Signing and Notarizing the Will

  1. 1
    Sign the will in the presence of 2 witnesses. Wait until you've completely finished writing your will before you sign it. Then, you'll need to have at least two witnesses sign the will and acknowledge that they either saw you sign it or that you signed it previously. At this point, your will is considered valid.[18]
    • Your witnesses have to sign the will in front of you and each other.
    • Under Florida law, your witnesses can be interested parties, or people who are named as beneficiaries in your will.[19]
  2. 2
    Bring the will to an officer of the court to be notarized. You'll need to formally acknowledge that this is your will, that you're under sound mind, and that you didn't write the will because anyone forced or pressured you to. You can do this by going before a judge, justice, court clerk, or notary. Your witnesses will need to accompany you, as well.[20]
    • After you do this, you'll receive a certificate declaring that your will is self-proving.
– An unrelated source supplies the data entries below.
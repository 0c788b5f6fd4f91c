//! Evaluation engine.
//!
//! Scans each dialogue turn by turn, asks the model for a probability per KC of
//! every scored turn and accumulates per-KC metrics. The model is only borrowed
//! immutably, so evaluation never changes its state.

use crate::error::{TrainingError, TrainingResult};
use crate::folds::SplitKind;
use crate::metrics::{MetricsAccumulator, MetricsRecord, Provenance};
use crate::scan::{DialogueScan, ScanProtocol, ScoredTurn};
use dialogkt_abstraction::{Dialogue, DialogueId, KtModel, ModelError};
use serde::{Deserialize, Serialize};
use tracing::debug;

#[derive(Debug, Clone, Copy, PartialEq, Eq, Serialize, Deserialize)]
pub struct EvalOptions {
    /// Score all KCs of a turn in one `predict` call.
    pub pack_kcs: bool,
    /// Expose ground-truth correctness of earlier turns instead of the model's own predictions.
    pub teacher_forced: bool,
    pub inc_first_label: bool,
}

impl EvalOptions {
    #[must_use]
    pub const fn protocol(&self) -> ScanProtocol {
        ScanProtocol { teacher_forced: self.teacher_forced, inc_first_label: self.inc_first_label }
    }

    #[must_use]
    pub const fn provenance(&self, split: SplitKind) -> Provenance {
        Provenance {
            split,
            teacher_forced: self.teacher_forced,
            inc_first_label: self.inc_first_label,
            pack_kcs: self.pack_kcs,
        }
    }
}

/// Predictions for one scored turn.
#[derive(Debug, Clone, PartialEq, Serialize, Deserialize)]
pub struct TurnPrediction {
    pub dialogue_id: DialogueId,
    pub turn_index: usize,
    pub label: bool,
    pub kcs: Vec<String>,
    pub probabilities: Vec<f64>,
}

fn predict_turn(model: &dyn KtModel, turn: &ScoredTurn, pack_kcs: bool) -> TrainingResult<Vec<f64>> {
    let probabilities = if pack_kcs {
        model.predict(&turn.context, &turn.kcs)?
    } else {
        let mut out = Vec::with_capacity(turn.kcs.len());
        for kc in &turn.kcs {
            out.extend(model.predict(&turn.context, std::slice::from_ref(kc))?);
        }
        out
    };

    if probabilities.len() != turn.kcs.len() {
        return Err(TrainingError::Model(ModelError::Other(format!(
            "model returned {} predictions for {} KCs",
            probabilities.len(),
            turn.kcs.len()
        ))));
    }
    if let Some(bad) = probabilities.iter().find(|p| !p.is_finite()) {
        return Err(TrainingError::Model(ModelError::NonFinite(format!(
            "prediction {bad} at turn {} of dialogue {}",
            turn.turn_index(),
            turn.context.dialogue_id
        ))));
    }
    Ok(probabilities)
}

/// Predictions for every scored turn of `dialogue`, in turn order.
pub fn predict_dialogue(
    model: &dyn KtModel,
    dialogue: &Dialogue,
    options: &EvalOptions,
) -> TrainingResult<Vec<TurnPrediction>> {
    let mut scan = DialogueScan::new(dialogue, options.protocol());
    let mut out = Vec::new();
    while let Some(turn) = scan.next() {
        let probabilities = predict_turn(model, &turn, options.pack_kcs)?;
        scan.feedback(&probabilities);
        out.push(TurnPrediction {
            dialogue_id: dialogue.id.clone(),
            turn_index: turn.turn_index(),
            label: turn.label,
            kcs: turn.kcs,
            probabilities,
        });
    }
    Ok(out)
}

/// Scores `model` on `dialogues`.
pub fn evaluate(
    model: &dyn KtModel,
    dialogues: &[Dialogue],
    split: SplitKind,
    options: &EvalOptions,
) -> TrainingResult<MetricsRecord> {
    let mut acc = MetricsAccumulator::new();
    for dialogue in dialogues {
        for prediction in predict_dialogue(model, dialogue, options)? {
            for (kc, p) in prediction.kcs.iter().zip(&prediction.probabilities) {
                acc.add(kc, *p, prediction.label);
            }
        }
    }
    let record = acc.finish(options.provenance(split));
    debug!(
        %split,
        model_type = %model.variant(),
        samples = record.num_samples,
        loss = record.loss,
        accuracy = ?record.aggregate.accuracy,
        auc = ?record.aggregate.auc,
        "Evaluated split"
    );
    Ok(record)
}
    • You do not have to have your will notarized for it to be legal. However, it can make it easier to enforce after you pass away.[21]
  3. 3
    Store the will somewhere safe. Your will won't be considered final until after you pass away. That means that if it gets stolen or destroyed, the courts won't have a copy of it on file, so it won't be able to be executed. Be sure to keep your will in a secure place, like a safe or bank deposit box. You can also leave it with someone you trust, like your attorney.[22]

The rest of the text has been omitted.